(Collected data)
********************

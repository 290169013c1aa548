//! Chat session persistence
//!
//! Sessions and their messages live either in process memory or in a hosted
//! PostgREST database (e.g. Supabase) with `sessions` and `messages` tables.

use async_trait::async_trait;
use chrono::Utc;
use refact_core::{DatabaseConfig, Intent, RefactError, Result, Role, Session, SessionMessage};
use serde::de::DeserializeOwned;
use serde::Serialize;
use std::collections::HashMap;
use tokio::sync::RwLock;
use tracing::{debug, instrument};
use uuid::Uuid;

/// Storage for chat sessions (allows mocking in tests)
#[async_trait]
pub trait SessionStore: Send + Sync {
    async fn create_session(&self, project_id: &str, user_id: Option<&str>) -> Result<Session>;

    /// `NotFound` for unknown ids
    async fn get_session(&self, id: &str) -> Result<Session>;

    async fn append_message(
        &self,
        session_id: &str,
        role: Role,
        content: &str,
        intent: Option<Intent>,
    ) -> Result<SessionMessage>;

    /// Messages of a session, oldest first
    async fn list_messages(&self, session_id: &str) -> Result<Vec<SessionMessage>>;
}

fn new_session(project_id: &str, user_id: Option<&str>) -> Session {
    Session {
        id: Uuid::new_v4().to_string(),
        project_id: project_id.to_string(),
        user_id: user_id.map(str::to_string),
        created_at: Utc::now(),
    }
}

fn new_message(
    session_id: &str,
    role: Role,
    content: &str,
    intent: Option<Intent>,
) -> SessionMessage {
    SessionMessage {
        id: Uuid::new_v4().to_string(),
        session_id: session_id.to_string(),
        role,
        content: content.to_string(),
        intent,
        created_at: Utc::now(),
    }
}

fn session_not_found(id: &str) -> RefactError {
    RefactError::NotFound(format!("Session {}", id))
}

#[derive(Debug, Default)]
struct Sessions {
    sessions: HashMap<String, Session>,
    messages: HashMap<String, Vec<SessionMessage>>,
}

/// Process-lifetime session store
#[derive(Debug, Default)]
pub struct InMemorySessionStore {
    inner: RwLock<Sessions>,
}

impl InMemorySessionStore {
    pub fn new() -> Self {
        Self::default()
    }
}

#[async_trait]
impl SessionStore for InMemorySessionStore {
    async fn create_session(&self, project_id: &str, user_id: Option<&str>) -> Result<Session> {
        let session = new_session(project_id, user_id);
        let mut inner = self.inner.write().await;
        inner.messages.insert(session.id.clone(), Vec::new());
        inner.sessions.insert(session.id.clone(), session.clone());
        Ok(session)
    }

    async fn get_session(&self, id: &str) -> Result<Session> {
        self.inner
            .read()
            .await
            .sessions
            .get(id)
            .cloned()
            .ok_or_else(|| session_not_found(id))
    }

    async fn append_message(
        &self,
        session_id: &str,
        role: Role,
        content: &str,
        intent: Option<Intent>,
    ) -> Result<SessionMessage> {
        let message = new_message(session_id, role, content, intent);
        let mut inner = self.inner.write().await;
        inner
            .messages
            .get_mut(session_id)
            .ok_or_else(|| session_not_found(session_id))?
            .push(message.clone());
        Ok(message)
    }

    async fn list_messages(&self, session_id: &str) -> Result<Vec<SessionMessage>> {
        self.inner
            .read()
            .await
            .messages
            .get(session_id)
            .cloned()
            .ok_or_else(|| session_not_found(session_id))
    }
}

/// Session store backed by a PostgREST endpoint
#[derive(Debug, Clone)]
pub struct PostgrestSessionStore {
    http: reqwest::Client,
    base_url: String,
    anon_key: String,
}

impl PostgrestSessionStore {
    pub fn new(config: &DatabaseConfig) -> Self {
        Self {
            http: reqwest::Client::new(),
            base_url: config.url.trim_end_matches('/').to_string(),
            anon_key: config.anon_key.clone(),
        }
    }

    fn table_url(&self, table: &str) -> String {
        format!("{}/rest/v1/{}", self.base_url, table)
    }

    fn request(&self, method: reqwest::Method, table: &str) -> reqwest::RequestBuilder {
        self.http
            .request(method, self.table_url(table))
            .header("apikey", &self.anon_key)
            .bearer_auth(&self.anon_key)
    }

    async fn send<T: DeserializeOwned>(&self, request: reqwest::RequestBuilder) -> Result<T> {
        let response = request.send().await.map_err(RefactError::transport)?;
        let status = response.status();
        if !status.is_success() {
            let body = response.text().await.unwrap_or_default();
            return Err(RefactError::Upstream {
                status: status.as_u16(),
                body,
            });
        }
        response.json().await.map_err(RefactError::transport)
    }

    /// Insert one row and return it as stored
    async fn insert<T: Serialize + DeserializeOwned>(&self, table: &str, row: &T) -> Result<T> {
        let rows: Vec<T> = self
            .send(
                self.request(reqwest::Method::POST, table)
                    .header("Prefer", "return=representation")
                    .json(row),
            )
            .await?;
        rows.into_iter().next().ok_or_else(|| RefactError::Upstream {
            status: 200,
            body: format!("Insert into {} returned no rows", table),
        })
    }
}

#[async_trait]
impl SessionStore for PostgrestSessionStore {
    #[instrument(skip(self))]
    async fn create_session(&self, project_id: &str, user_id: Option<&str>) -> Result<Session> {
        self.insert("sessions", &new_session(project_id, user_id))
            .await
    }

    #[instrument(skip(self))]
    async fn get_session(&self, id: &str) -> Result<Session> {
        let filter = format!("eq.{}", id);
        let rows: Vec<Session> = self
            .send(
                self.request(reqwest::Method::GET, "sessions")
                    .query(&[("id", filter.as_str()), ("select", "*")]),
            )
            .await?;
        rows.into_iter().next().ok_or_else(|| session_not_found(id))
    }

    #[instrument(skip(self, content))]
    async fn append_message(
        &self,
        session_id: &str,
        role: Role,
        content: &str,
        intent: Option<Intent>,
    ) -> Result<SessionMessage> {
        debug!("Persisting {} chars", content.len());
        self.insert("messages", &new_message(session_id, role, content, intent))
            .await
    }

    #[instrument(skip(self))]
    async fn list_messages(&self, session_id: &str) -> Result<Vec<SessionMessage>> {
        let filter = format!("eq.{}", session_id);
        self.send(
            self.request(reqwest::Method::GET, "messages").query(&[
                ("session_id", filter.as_str()),
                ("select", "*"),
                ("order", "created_at.asc"),
            ]),
        )
        .await
    }
}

********************

Return every line from the entries above that contains the word "PostgrestSessionStore".

Reply to the task.
pub struct PostgrestSessionStore {
impl PostgrestSessionStore {
impl SessionStore for PostgrestSessionStore {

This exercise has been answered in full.